One of the strengths of project-based learning is flexibility. There are certainly lots of ways in which PBL can be flexible, but I would like to focus on the production of learning artifacts. As I’ve explained in my writings, learning artifacts are produced by an individual to represent his new knowledge or skills. However, I would like to highlight here that learning artifacts are individualized (or personalized) and can reflect new knowledge and skills in myriad ways.
New knowledge is individualized.
In workshops one of the statements I commonly make about PBL is that “Projects are not recipes.” Project-based learning should allow learners to individualize, or personalize, the learning in multiple ways. Every learner should not produce an identical artifact. This does not reflect the foundations and purposes of PBL. Here’s a similar quote by Chris Lehmann:
Great quote by @ChrisLehmann “If you assign a project & get back 30 of the same thing, you didn’t assign a project, you assigned a recipe.”
— Susan Oxnevad (@soxnevad) November 4, 2012
When possible, PBL should offer learners choice in the topic(s) under investigation, process of investigation, or both. The in-depth investigation that is part of PBL should be different for each learner. For example, in an 8th grade unit on geography and human rights, I observed learners identify injustices across different countries they were assigned, but then they went on to focus on causes and possible solutions based on their interests and understanding of the problems. So, their learning artifacts, of course, looked differently and contained different assertions. I liken this to differentiation, which is a very hot topic right now in K-12. In other words, the learning is individualized by the learner, which is certainly indicative of a personal learning environment.

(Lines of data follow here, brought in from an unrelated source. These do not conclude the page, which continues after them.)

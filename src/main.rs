//! Status monitoring daemon binary

use clap::Parser;
use statuswatch::{HttpProber, LogNotifier, MonitorConfig, MonitoringEngine, Result};
use std::path::PathBuf;
use std::sync::Arc;
use tokio::sync::watch;
use tracing::{error, info};
use tracing_subscriber::{layer::SubscriberExt, util::SubscriberInitExt};

#[derive(Debug, Parser)]
#[command(name = "statuswatch", version, about = "Service status monitoring engine")]
struct Args {
    /// Path to the services configuration file
    #[arg(short, long, env = "STATUSWATCH_CONFIG", default_value = "config.yml")]
    config: PathBuf,

    /// Override the monitoring cycle interval in milliseconds
    #[arg(long, env = "CHECK_INTERVAL_MS")]
    interval_ms: Option<u64>,
}

#[tokio::main]
async fn main() -> Result<()> {
    initialize_tracing();

    let args = Args::parse();
    info!("Starting statuswatch v{}", env!("CARGO_PKG_VERSION"));

    let mut config = MonitorConfig::load(&args.config)?;
    if let Some(interval_ms) = args.interval_ms {
        config.check_interval_ms = interval_ms;
    }

    if let Err(e) = config.validate() {
        error!("Configuration validation failed: {}", e);
        std::process::exit(1);
    }

    info!(
        services = config.services.len(),
        interval_ms = config.check_interval_ms,
        "configuration loaded from {}",
        args.config.display()
    );

    let prober = Arc::new(HttpProber::new(config.probe_timeout_ms)?);
    let notifier = Arc::new(LogNotifier);
    let (mut engine, mut events) = MonitoringEngine::new(config, prober, notifier);

    // Event drain stands in for the dashboard transport: every published
    // event goes to the structured log as JSON
    tokio::spawn(async move {
        while let Some(event) = events.recv().await {
            match serde_json::to_string(&event) {
                Ok(payload) => info!(target: "statuswatch::events", "{}", payload),
                Err(e) => error!("failed to serialize event: {}", e),
            }
        }
    });

    let (shutdown_tx, shutdown_rx) = watch::channel(false);
    tokio::spawn(async move {
        if tokio::signal::ctrl_c().await.is_ok() {
            info!("shutdown signal received");
            let _ = shutdown_tx.send(true);
        }
    });

    engine.run(shutdown_rx).await;

    info!("statuswatch shutdown complete");
    Ok(())
}

/// Initialize structured logging
fn initialize_tracing() {
    let log_level = std::env::var("RUST_LOG").unwrap_or_else(|_| "info".to_string());

    let fmt_layer = tracing_subscriber::fmt::layer()
        .with_target(false)
        .with_thread_ids(false)
        .with_thread_names(false)
        .with_file(false)
        .with_line_number(false)
        .json();

    let filter_layer = tracing_subscriber::EnvFilter::try_from_default_env()
        .or_else(|_| tracing_subscriber::EnvFilter::try_new(&log_level))
        .unwrap_or_else(|_| tracing_subscriber::EnvFilter::new("info"));

    tracing_subscriber::registry()
        .with(filter_layer)
        .with(fmt_layer)
        .init();
}
//! Flapping detection
//!
//! A service that oscillates rapidly between up and down within a short
//! window is noise, not signal. While a service is flapping its externally
//! visible status is frozen; health score and latency history keep tracking
//! raw results so dashboards still show the instability.

use crate::history::BoundedHistory;
use crate::state::Status;
use tracing::{debug, info, warn};

/// Hard cap on retained status samples; time pruning keeps the window far
/// smaller in practice
const STATUS_HISTORY_CAPACITY: usize = 64;

/// Raw probe observation kept for transition counting
#[derive(Debug, Clone, Copy, PartialEq)]
pub struct StatusSample {
    pub timestamp: i64,
    pub status: Status,
}

/// Detector tuning, sliced out of the engine configuration
#[derive(Debug, Clone, Copy)]
pub struct FlapConfig {
    pub window_ms: i64,
    pub threshold: usize,
    pub cooldown_ms: i64,
    pub stable_duration_ms: i64,
}

/// What the engine should do with the raw status that produced this
/// observation.
#[derive(Debug, Clone, Copy, PartialEq)]
pub enum FlapDecision {
    /// Status may change normally
    Accept,
    /// Flapping just started; status stays frozen
    Entered { changes: usize },
    /// Mid-cooldown and still unstable; status stays frozen
    Suppress,
}

/// Per-service STABLE / FLAPPING state machine
#[derive(Debug)]
pub struct FlapDetector {
    history: BoundedHistory<StatusSample>,
    pub is_flapping: bool,
    pub flapping_until: Option<i64>,
}

impl FlapDetector {
    pub fn new() -> Self {
        Self {
            history: BoundedHistory::new(STATUS_HISTORY_CAPACITY),
            is_flapping: false,
            flapping_until: None,
        }
    }

    /// Record one raw probe status and decide whether the externally
    /// visible status may follow it.
    pub fn observe(
        &mut self,
        service: &str,
        raw: Status,
        visible: Status,
        now: i64,
        config: &FlapConfig,
    ) -> FlapDecision {
        self.history.push(StatusSample {
            timestamp: now,
            status: raw,
        });
        self.history
            .prune_front_while(|sample| sample.timestamp <= now - config.window_ms);

        if self.is_flapping {
            return self.observe_while_flapping(service, now, config);
        }

        let changes = self.transition_count();
        if changes >= config.threshold && raw != visible {
            warn!(
                service,
                changes, "service detected as flapping, freezing visible status"
            );
            self.is_flapping = true;
            self.flapping_until = Some(now + config.cooldown_ms);
            return FlapDecision::Entered { changes };
        }

        FlapDecision::Accept
    }

    fn observe_while_flapping(
        &mut self,
        service: &str,
        now: i64,
        config: &FlapConfig,
    ) -> FlapDecision {
        let until = self.flapping_until.unwrap_or(now);

        if now >= until {
            info!(service, "flapping cooldown expired, service stable");
            self.exit_flapping();
            return FlapDecision::Accept;
        }

        debug!(service, flapping_until = until, "service in flapping cooldown");

        // Quiet long enough? Let the pending status through, and end the
        // cooldown early once the quiet stretch is substantial.
        match self.last_transition_at() {
            None => {
                info!(service, "no transitions left in window, ending flapping early");
                self.exit_flapping();
                FlapDecision::Accept
            }
            Some(last_change) => {
                let since_last_change = now - last_change;
                if since_last_change > config.stable_duration_ms {
                    if since_last_change > config.cooldown_ms / 2 {
                        info!(service, "service stable, ending flapping early");
                        self.exit_flapping();
                    }
                    FlapDecision::Accept
                } else {
                    FlapDecision::Suppress
                }
            }
        }
    }

    fn exit_flapping(&mut self) {
        self.is_flapping = false;
        self.flapping_until = None;
    }

    /// Number of adjacent status changes in the pruned window
    pub fn transition_count(&self) -> usize {
        self.history
            .iter()
            .zip(self.history.iter().skip(1))
            .filter(|(a, b)| a.status != b.status)
            .count()
    }

    /// Timestamp of the most recent status change in the window
    fn last_transition_at(&self) -> Option<i64> {
        self.history
            .iter()
            .zip(self.history.iter().skip(1))
            .filter(|(a, b)| a.status != b.status)
            .map(|(_, b)| b.timestamp)
            .last()
    }
}

impl Default for FlapDetector {
    fn default() -> Self {
        Self::new()
    }
}

#[cfg(test)]
mod tests {
    use super::*;

    const MINUTE_MS: i64 = 60 * 1000;

    fn config() -> FlapConfig {
        FlapConfig {
            window_ms: 5 * MINUTE_MS,
            threshold: 3,
            cooldown_ms: 15 * MINUTE_MS,
            stable_duration_ms: 2 * MINUTE_MS,
        }
    }

    fn drive(
        detector: &mut FlapDetector,
        statuses: &[Status],
        start: i64,
        step: i64,
        config: &FlapConfig,
    ) -> (Status, Vec<FlapDecision>) {
        // Mimics the engine: visible status follows raw when accepted
        let mut visible = Status::Unknown;
        let mut decisions = Vec::new();
        for (i, raw) in statuses.iter().enumerate() {
            let now = start + i as i64 * step;
            let decision = detector.observe("svc", *raw, visible, now, config);
            if decision == FlapDecision::Accept {
                visible = *raw;
            }
            decisions.push(decision);
        }
        (visible, decisions)
    }

    #[test]
    fn test_flapping_triggers_at_threshold() {
        let config = config();
        let mut detector = FlapDetector::new();

        // up,up,down,up,down,up,down in 5 minutes: third transition lands
        // on the fifth sample, flapping follows and status freezes at up
        use Status::{Down, Up};
        let statuses = [Up, Up, Down, Up, Down, Up, Down];
        let (visible, decisions) = drive(&mut detector, &statuses, 0, 30_000, &config);

        assert!(detector.is_flapping);
        assert!(detector.flapping_until.is_some());
        assert_eq!(visible, Status::Up);
        assert!(matches!(decisions[4], FlapDecision::Entered { changes: 3 }));
        assert_eq!(decisions[5], FlapDecision::Suppress);
        assert_eq!(decisions[6], FlapDecision::Suppress);
    }

    #[test]
    fn test_below_threshold_stays_stable() {
        let config = config();
        let mut detector = FlapDetector::new();

        // Two transitions only
        use Status::{Down, Up};
        let statuses = [Up, Down, Up, Up, Up];
        drive(&mut detector, &statuses, 0, 30_000, &config);

        assert!(!detector.is_flapping);
        assert!(detector.flapping_until.is_none());
        assert_eq!(detector.transition_count(), 2);
    }

    #[test]
    fn test_no_flapping_when_raw_matches_visible() {
        let config = config();
        let mut detector = FlapDetector::new();

        use Status::{Down, Up};
        // Enough transitions, but the final observation agrees with the
        // visible status, so the gate stays open
        for (i, raw) in [Up, Down, Up].iter().enumerate() {
            detector.observe("svc", *raw, *raw, i as i64 * 30_000, &config);
        }
        let decision = detector.observe("svc", Down, Status::Down, 3 * 30_000, &config);

        assert_eq!(decision, FlapDecision::Accept);
        assert!(!detector.is_flapping);
    }

    #[test]
    fn test_cooldown_expiry_unfreezes() {
        let config = config();
        let mut detector = FlapDetector::new();

        use Status::{Down, Up};
        let statuses = [Up, Down, Up, Down, Up];
        drive(&mut detector, &statuses, 0, 10_000, &config);
        assert!(detector.is_flapping);

        let until = detector.flapping_until.unwrap();
        let decision = detector.observe("svc", Status::Down, Status::Up, until, &config);

        assert_eq!(decision, FlapDecision::Accept);
        assert!(!detector.is_flapping);
        assert!(detector.flapping_until.is_none());
    }

    #[test]
    fn test_early_exit_after_long_stability() {
        let config = config();
        let mut detector = FlapDetector::new();

        use Status::{Down, Up};
        let statuses = [Up, Down, Up, Down, Up];
        drive(&mut detector, &statuses, 0, 10_000, &config);
        assert!(detector.is_flapping);

        // Quiet past the window entirely: old transitions pruned away,
        // cooldown ends early
        let later = 4 * 10_000 + config.window_ms + 1;
        assert!(later < detector.flapping_until.unwrap());
        let decision = detector.observe("svc", Status::Down, Status::Up, later, &config);

        assert_eq!(decision, FlapDecision::Accept);
        assert!(!detector.is_flapping);
    }

    #[test]
    fn test_stable_but_short_quiet_accepts_without_exit() {
        let mut config = config();
        // Make the window large so transitions stay visible during cooldown
        config.window_ms = 60 * MINUTE_MS;
        let mut detector = FlapDetector::new();

        use Status::{Down, Up};
        let statuses = [Up, Down, Up, Down, Up];
        drive(&mut detector, &statuses, 0, 10_000, &config);
        assert!(detector.is_flapping);

        // Quiet longer than stable_duration but shorter than cooldown/2:
        // the pending status is let through while flapping continues
        let last_transition = 4 * 10_000;
        let now = last_transition + config.stable_duration_ms + 1_000;
        let decision = detector.observe("svc", Status::Up, Status::Up, now, &config);

        assert_eq!(decision, FlapDecision::Accept);
        assert!(detector.is_flapping);
    }

    #[test]
    fn test_flapping_false_implies_no_deadline() {
        let config = config();
        let mut detector = FlapDetector::new();

        use Status::{Down, Up};
        for (i, raw) in [Up, Down, Up, Down, Up, Down].iter().enumerate() {
            detector.observe("svc", *raw, Status::Up, i as i64 * 10_000, &config);
            if !detector.is_flapping {
                assert!(detector.flapping_until.is_none());
            }
        }
    }
}
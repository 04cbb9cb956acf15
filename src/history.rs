//! Fixed-capacity history buffers
//!
//! Both the latency history and the status-change history are bounded
//! sequences where the oldest entry is evicted first. One abstraction
//! serves both.

use serde::Serialize;
use std::collections::VecDeque;

/// Bounded ordered sequence; pushing past capacity evicts the oldest entry.
#[derive(Debug, Clone, Serialize)]
pub struct BoundedHistory<T> {
    entries: VecDeque<T>,
    capacity: usize,
}

impl<T> BoundedHistory<T> {
    pub fn new(capacity: usize) -> Self {
        Self {
            entries: VecDeque::with_capacity(capacity),
            capacity,
        }
    }

    pub fn push(&mut self, value: T) {
        if self.entries.len() >= self.capacity {
            self.entries.pop_front();
        }
        self.entries.push_back(value);
    }

    pub fn len(&self) -> usize {
        self.entries.len()
    }

    pub fn is_empty(&self) -> bool {
        self.entries.is_empty()
    }

    pub fn last(&self) -> Option<&T> {
        self.entries.back()
    }

    pub fn iter(&self) -> impl Iterator<Item = &T> {
        self.entries.iter()
    }

    /// Drop entries from the front while they match the predicate.
    pub fn prune_front_while<F: Fn(&T) -> bool>(&mut self, drop: F) {
        while let Some(front) = self.entries.front() {
            if drop(front) {
                self.entries.pop_front();
            } else {
                break;
            }
        }
    }
}

impl<T: Clone> BoundedHistory<T> {
    pub fn to_vec(&self) -> Vec<T> {
        self.entries.iter().cloned().collect()
    }
}

#[cfg(test)]
mod tests {
    use super::*;

    #[test]
    fn test_push_within_capacity() {
        let mut history = BoundedHistory::new(3);
        history.push(1);
        history.push(2);

        assert_eq!(history.len(), 2);
        assert_eq!(history.last(), Some(&2));
    }

    #[test]
    fn test_oldest_evicted_first() {
        let mut history = BoundedHistory::new(3);
        for i in 0..5 {
            history.push(i);
        }

        assert_eq!(history.len(), 3);
        assert_eq!(history.to_vec(), vec![2, 3, 4]);
    }

    #[test]
    fn test_prune_front_while() {
        let mut history = BoundedHistory::new(10);
        for i in 0..6 {
            history.push(i);
        }

        history.prune_front_while(|v| *v < 3);
        assert_eq!(history.to_vec(), vec![3, 4, 5]);

        // Predicate failing on the first entry is a no-op
        history.prune_front_while(|v| *v < 0);
        assert_eq!(history.len(), 3);
    }
}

New knowledge and skills are represented in myriad ways.
In my own teaching and when possible, I try to offer students multiple ways to represent their new knowledge or skills. For example, I emphasize the learning goals, or objective, such as “Analyze current teaching practices for elements of digital citizenship” or “Relate cognitive load theory to cognitive information processing theory.” Then I suggest a number of different ways in which this may be represented, for example a blog post, website, digital presentation, slidecast, concept map, comic strip, video, etc. In K-12 classrooms, you can, of course, include craft materials.
What I try not to do ever is tell learners to “make a Powerpoint.” I have found from my observations in classrooms that students then tell other students, you have to make a Powerpoint. Then the learning artifact and the essential purpose of the PBL is bound by “make a Powerpoint.” “Make a Powerpoint” is rarely the point of any lesson. Instead, I recommend that teachers and faculty members stay focused on what you’re really interested in learners doing, which is analysis, application, description, synthesis, justification, evaluation, etc. This is often easiest to do when related back to the driving question or central problem under study. I have seen some K-12 teachers post a banner in their classrooms with the driving question, so that they can refer to it. In an online course, it could be great to create a simple graphic that could be referred to or linked as needed in a discussion board posting. (Yes, you could create this as a Powerpoint slide. <wink> )
One of the bonuses to offering multiple outlets for the learning artifacts is that different tools have different “points of view.” In education, we call these mental models, and different software offer different methods of how to accomplish a task. For example, in this post at TeachThought.com, they present 25 different concept mapping applications. However, some of these applications create concept bubbles (called nodes) that allow crossing linking lines, such as Mindjet. Others, though, are quite hierarchical that force subordination of concepts, such as Mindomo. Depending on the content and the individual, the learner may want to represent their knowledge differently. The different tools may be a better match for one learner and content than another.
Multiple representations of knowledge
So, PBL affords learners the opportunities to represent new knowledge and skills in multiple ways. Because learners are able to choose multiple paths through instruction, or learning processes, they may make decisions about how to tackle a topic, and subsequently, how to represent that topic. PBL also gives learners choices about tools to construct their artifacts. When possible, I recommend offering students a variety of tools and choices for constructing their artifacts. We all have different abilities, so choice in tools allows us to use these abilities in ways that are often constricted with paper-and-pencil and computer-based testing.
What are your thoughts? How have you seen PBL afford multiple representations of knowledge? What challenges have you seen to implementing PBL this way, too.